Article originally in Parent24
Discipline these days has become complicated, especially when you mention smacking of children. Most people are not sure how to handle this one. In schools smacking is banned but you can still hear people asking for corporal punishment to be brought back in schools. I am just against it, period. One thing I am sure of is that I do not take kindly to another person smacking my child.

One simple rule

This can be an adult or his friends, the rule is simple: You do not smack my child. If he does anything wrong I would prefer that I be told and I will apply the punishment myself. There are cases where people feel the need to discipline other people’s children and smack them in the process. We have different methods of discipline and this can put one in an awkward position and I want to be the one responsible for applying the discipline. I do not condone bad behaviour but the smacking of my child by another person is not allowed.

This can also be tricky when you have extended family and you are perhaps at a family gathering you will find older aunt will smack your child. It is awkward because this could be the same woman who raised you and she might think to herself, who are you to tell her that she is not allowed to smack the child? Many people do not like to smack their own children especially if they were smacked a lot as children.

Even parents disagree

A friend mentioned that she and her husband have serious issues when it comes to smacking of the children. She is totally against smacking but the husband does smack the children occasionally, which breaks her heart and causes tension in the house. She believes in other methods of discipline. I can only imagine how tricky it is when you have parents disagreeing on the discipline method. In this case can you really say “you are not allowed to smack my child”? The child is his, too.

Discipline as a form of abuse   

A few years back I once saw a grown up lady hitting this young girl. It was a serious attack on the poor child and the screams of this young girl fell on deaf ears, this woman was charging at her and we later heard that she had burst her eardrum and eight of her teeth were broken. That is a sight I never want to see ever again and do not care what the child has done. This lady was upset with the mother of this child and took revenge on the young one. This was very unfair as she should have dealt with the mother. I would definitely go to the nearest police station to report the case because what I saw that day was cruelty.

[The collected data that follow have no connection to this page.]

#[cfg(test)]
mod tests {
    use super::*;
    use proptest::prelude::*;
    use std::collections::hash_map::DefaultHasher;
    use std::hash::Hasher;

    fn hash_of<V: Hash>(value: &V) -> u64 {
        let mut hasher = DefaultHasher::new();
        value.hash(&mut hasher);
        hasher.finish()
    }

    #[test]
    fn test_direction_serialization() {
        let left_json = serde_json::to_string(&Direction::Left).unwrap();
        let right_json = serde_json::to_string(&Direction::Right).unwrap();

        assert_eq!(left_json, "\"Left\"");
        assert_eq!(right_json, "\"Right\"");

        let left: Direction = serde_json::from_str(&left_json).unwrap();
        assert_eq!(left, Direction::Left);
    }

    #[test]
    fn test_blank_differs_from_default_value() {
        let blank: Symbol<char> = Symbol::Blank;
        let default = Symbol::Value(char::default());

        assert_ne!(blank, default);
        assert_ne!(hash_of(&blank), hash_of(&default));
        assert_eq!(blank, Symbol::Blank);
    }

    #[test]
    fn test_sentinels_differ_from_default_value_state() {
        let default = State::Value(u32::default());

        for sentinel in [State::Initial, State::Accept, State::Reject] {
            assert_ne!(sentinel, default);
            assert_ne!(hash_of(&sentinel), hash_of(&default));
        }
        assert_ne!(State::<u32>::Accept, State::Reject);
    }

    #[test]
    fn test_finish_states() {
        assert!(State::<u8>::Accept.is_finish());
        assert!(State::<u8>::Reject.is_finish());
        assert!(!State::<u8>::Initial.is_finish());
        assert!(!State::Value(1u8).is_finish());
    }

    #[test]
    fn test_single_tape_shapes() {
        let domain = TransitionDomain::new(State::<u8>::Initial, Symbol::Value('a'));
        let range = TransitionRange::new(State::<u8>::Accept, Symbol::Value('b'), Direction::Stay);

        assert_eq!(domain.tape_count(), 1);
        assert_eq!(domain.symbol(), Some(&Symbol::Value('a')));
        assert_eq!(range.tape_count(), 1);
        assert_eq!(range.actions[0], (Symbol::Value('b'), Direction::Stay));
    }

    #[test]
    fn test_symbols_from_text() {
        assert_eq!(
            symbols("a_b"),
            vec![Symbol::Value('a'), Symbol::Blank, Symbol::Value('b')]
        );
        assert_eq!(render(&symbols("a_b")), "a_b");
        assert!(symbols("").is_empty());
    }

    #[test]
    fn test_trim_strips_outer_blanks_only() {
        let raw = symbols("__a_b__");
        assert_eq!(render(trim(&raw)), "a_b");
        assert!(trim(&symbols("___")).is_empty());
        assert!(trim::<char>(&[]).is_empty());
    }

    #[test]
    fn test_error_display() {
        let error = EngineError::AlreadyRunning(ComputationMode::Manual);
        assert!(error.to_string().contains("manual"));

        let error = TableError::InconsistentTapeCount {
            expected: 2,
            found: 1,
        };
        assert!(error.to_string().contains("expected 2"));
    }

    fn any_state() -> impl Strategy<Value = State<u8>> {
        prop_oneof![
            Just(State::Initial),
            Just(State::Accept),
            Just(State::Reject),
            any::<u8>().prop_map(State::Value),
        ]
    }

    fn any_symbol() -> impl Strategy<Value = Symbol<u8>> {
        prop_oneof![Just(Symbol::Blank), any::<u8>().prop_map(Symbol::Value)]
    }

    proptest! {
        #[test]
        fn property_equal_states_hash_equally(a in any_state(), b in any_state()) {
            prop_assert_eq!(a == b, b == a);
            if a == b {
                prop_assert_eq!(hash_of(&a), hash_of(&b));
            }
        }

        #[test]
        fn property_equal_symbols_hash_equally(a in any_symbol(), b in any_symbol()) {
            prop_assert_eq!(a == b, b == a);
            if a == b {
                prop_assert_eq!(hash_of(&a), hash_of(&b));
            }
        }

        #[test]
        fn property_sentinels_never_equal_values(x in any::<u8>()) {
            for sentinel in [State::Initial, State::Accept, State::Reject] {
                prop_assert_ne!(sentinel, State::Value(x));
            }
            prop_assert_ne!(Symbol::Blank, Symbol::Value(x));
            prop_assert_eq!(State::Value(x), State::Value(x));
        }
    }

    fn tape_text() -> impl Strategy<Value = String> {
        proptest::string::string_regex("[_ab]{0,16}").unwrap()
    }

    proptest! {
        #[test]
        fn property_trim_is_idempotent(text in tape_text()) {
            let raw = symbols(&text);
            let once = trim(&raw);
            prop_assert_eq!(trim(once), once);
        }

        #[test]
        fn property_trim_removes_maximal_blank_affixes(text in tape_text()) {
            let raw = symbols(&text);
            let trimmed = trim(&raw);
            prop_assert!(trimmed.first().map_or(true, |s| !s.is_blank()));
            prop_assert!(trimmed.last().map_or(true, |s| !s.is_blank()));
            prop_assert_eq!(render(trimmed), text.trim_matches(INPUT_BLANK_SYMBOL));
        }

        #[test]
        fn property_trim_without_blanks_is_identity(text in "[ab]{0,16}") {
            let raw = symbols(&text);
            prop_assert_eq!(trim(&raw), raw.as_slice());
        }
    }
}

What do you do when a child damages your plants, or your furniture, when a child is showing harmful behaviour towards other children? Do you step in or look away all in the name of not wanting to get involved with other children’s behavioural issues?

I do not even take kindly to my son’s friends feeling the need to hit him. I am the mother and you come and report my child to me.


Read more by Masanda Peter

Disclaimer: The views of columnists published on Parent24 are their own and therefore do not necessarily represent the views of Parent24.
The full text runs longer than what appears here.